Rdm headshot sept 20121World Vision, eine christliche Hilfsorganisation, hat heute bekanntgegeben, dass sie nun auch Menschen engagiere, die in gleichgeschlechtlicher Ehe leben. Dies sei kein Akt der Kapitulation, wie es heißt; man trage hiermit vielmehr dem Umstand Rechnung, dass viele Menschen, die World Vision unterstützen, verschiedene Ansichten zu Sexualität und Ehe haben.

Auf der einen Seite ist das keine Überraschung: Die Konstellation übergemeindlicher christlicher Hilfsorganisationen hat sich nach dem 2. Weltkrieg mit einigen bemerkenswerten Ausnahmen direkt auf genau jenen allgemeinen Liberalismus zubewegt, als dessen Gegenstück sie gegründet worden waren. Manche sind der Ansicht, wenn wir die christliche Rechtgläubigkeit nur schnell genug los würden, könnten wir in Sachen Gemeindewachstum auf der Modewelle der Presbyterian Church (USA) mitschwimmen.

Was steht hier wirklich auf dem Spiel? Es geht nicht um so etwas wie ein „großes Zelt“, unter dem verschiedene Sichtweisen zur Taufe, Gemeindeverfassung usw. Platz fänden, wie die Stellungnahme der World Vision (unglaublicherweise) verlautbart.

Hier steht nichts weniger als das Evangelium Jesu Christi selbst auf dem Spiel! Wäre der sexuellen Umgang jenseits biblischer Ehedefinition moralisch „neutral“, ja, dann sollten wir darauf verzichten, diese Sache zu problematisieren. Hat jedoch die deutliche Aussage der Heiligen Schrift recht und sind die Überzeugungen einer zweitausendjährigen Kirchengeschichte wahr, dann wäre der Verzicht auf den Aufruf zur Umkehr unsagbar grausam, ja, sogar teuflisch!

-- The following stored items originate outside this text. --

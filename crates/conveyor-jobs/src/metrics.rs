//! Prometheus-style metrics for the queueing engine.

use metrics::{counter, describe_counter, describe_gauge, describe_histogram, gauge, histogram};
use std::time::Duration;

/// Metric names.
pub mod names {
    pub const JOBS_ENQUEUED_TOTAL: &str = "conveyor_jobs_enqueued_total";
    pub const JOBS_COMPLETED_TOTAL: &str = "conveyor_jobs_completed_total";
    pub const JOBS_FAILED_TOTAL: &str = "conveyor_jobs_failed_total";
    pub const JOBS_RETRIED_TOTAL: &str = "conveyor_jobs_retried_total";
    pub const JOBS_DEAD_LETTERED_TOTAL: &str = "conveyor_jobs_dead_lettered_total";
    pub const JOBS_RECOVERED_TOTAL: &str = "conveyor_jobs_recovered_total";
    pub const JOBS_PROMOTED_TOTAL: &str = "conveyor_jobs_promoted_total";
    pub const SCHEDULES_FIRED_TOTAL: &str = "conveyor_schedules_fired_total";
    pub const WEBHOOK_ATTEMPTS_TOTAL: &str = "conveyor_webhook_attempts_total";
    pub const WEBHOOK_DELIVERIES_TOTAL: &str = "conveyor_webhook_deliveries_total";

    pub const QUEUE_READY: &str = "conveyor_queue_ready";
    pub const QUEUE_DELAYED: &str = "conveyor_queue_delayed";
    pub const QUEUE_PROCESSING: &str = "conveyor_queue_processing";
    pub const QUEUE_DEADLETTER: &str = "conveyor_queue_deadletter";

    pub const JOB_DURATION_SECONDS: &str = "conveyor_job_duration_seconds";
}

/// Register all metric descriptions. Call once at startup.
pub fn register_metrics() {
    describe_counter!(names::JOBS_ENQUEUED_TOTAL, "Jobs placed in the ready or delayed index");
    describe_counter!(names::JOBS_COMPLETED_TOTAL, "Jobs completed successfully");
    describe_counter!(names::JOBS_FAILED_TOTAL, "Handler invocations that failed");
    describe_counter!(names::JOBS_RETRIED_TOTAL, "Jobs rescheduled for retry");
    describe_counter!(names::JOBS_DEAD_LETTERED_TOTAL, "Jobs archived to the dead-letter store");
    describe_counter!(names::JOBS_RECOVERED_TOTAL, "Jobs reclaimed from dead workers");
    describe_counter!(names::JOBS_PROMOTED_TOTAL, "Delayed jobs promoted to ready");
    describe_counter!(names::SCHEDULES_FIRED_TOTAL, "Schedule firings that created a job");
    describe_counter!(names::WEBHOOK_ATTEMPTS_TOTAL, "Webhook HTTP attempts");
    describe_counter!(names::WEBHOOK_DELIVERIES_TOTAL, "Webhook attempts answered with 2xx");

    describe_gauge!(names::QUEUE_READY, "Ready index depth");
    describe_gauge!(names::QUEUE_DELAYED, "Delayed index depth");
    describe_gauge!(names::QUEUE_PROCESSING, "Processing set size");
    describe_gauge!(names::QUEUE_DEADLETTER, "Dead-letter index depth");

    describe_histogram!(names::JOB_DURATION_SECONDS, "Handler execution duration");
}

pub(crate) fn record_enqueued() {
    counter!(names::JOBS_ENQUEUED_TOTAL).increment(1);
}

pub(crate) fn record_completed(duration: Duration) {
    counter!(names::JOBS_COMPLETED_TOTAL).increment(1);
    histogram!(names::JOB_DURATION_SECONDS).record(duration.as_secs_f64());
}

pub(crate) fn record_failed() {
    counter!(names::JOBS_FAILED_TOTAL).increment(1);
}

pub(crate) fn record_retried() {
    counter!(names::JOBS_RETRIED_TOTAL).increment(1);
}

pub(crate) fn record_dead_lettered() {
    counter!(names::JOBS_DEAD_LETTERED_TOTAL).increment(1);
}

pub(crate) fn record_recovered(count: u64) {
    counter!(names::JOBS_RECOVERED_TOTAL).increment(count);
}

pub(crate) fn record_promoted(count: u64) {
    counter!(names::JOBS_PROMOTED_TOTAL).increment(count);
}

pub(crate) fn record_schedule_fired() {
    counter!(names::SCHEDULES_FIRED_TOTAL).increment(1);
}

pub(crate) fn record_webhook_attempt(delivered: bool) {
    counter!(names::WEBHOOK_ATTEMPTS_TOTAL).increment(1);
    if delivered {
        counter!(names::WEBHOOK_DELIVERIES_TOTAL).increment(1);
    }
}

/// Publishes current index depths.
pub fn record_queue_depths(depths: &crate::queue::QueueDepths) {
    gauge!(names::QUEUE_READY).set(depths.ready as f64);
    gauge!(names::QUEUE_DELAYED).set(depths.delayed as f64);
    gauge!(names::QUEUE_PROCESSING).set(depths.processing as f64);
    gauge!(names::QUEUE_DEADLETTER).set(depths.deadletter as f64);
}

Satan wirkt auf zwei Weisen: Durch Täuschung („Keineswegs werdet ihr sterben!“ 1Mo 3,4) und durch Anklage („der Verkläger unserer Brüder“ Offb 12,10). Einigen Menschen möchte der Teufel glauben machen, so etwas wie „Umkehr“ sei gar nicht nötig. Andere möchte er gerne überzeugen, dass es keine Hoffnung auf Erbarmen gibt. Manche Menschen lassen sich von ihm täuschen und meinen, sie seien zu gut für das Evangelium; andere wiederum erliegen der Anklägermasche und meinen, sie seien zu schlecht.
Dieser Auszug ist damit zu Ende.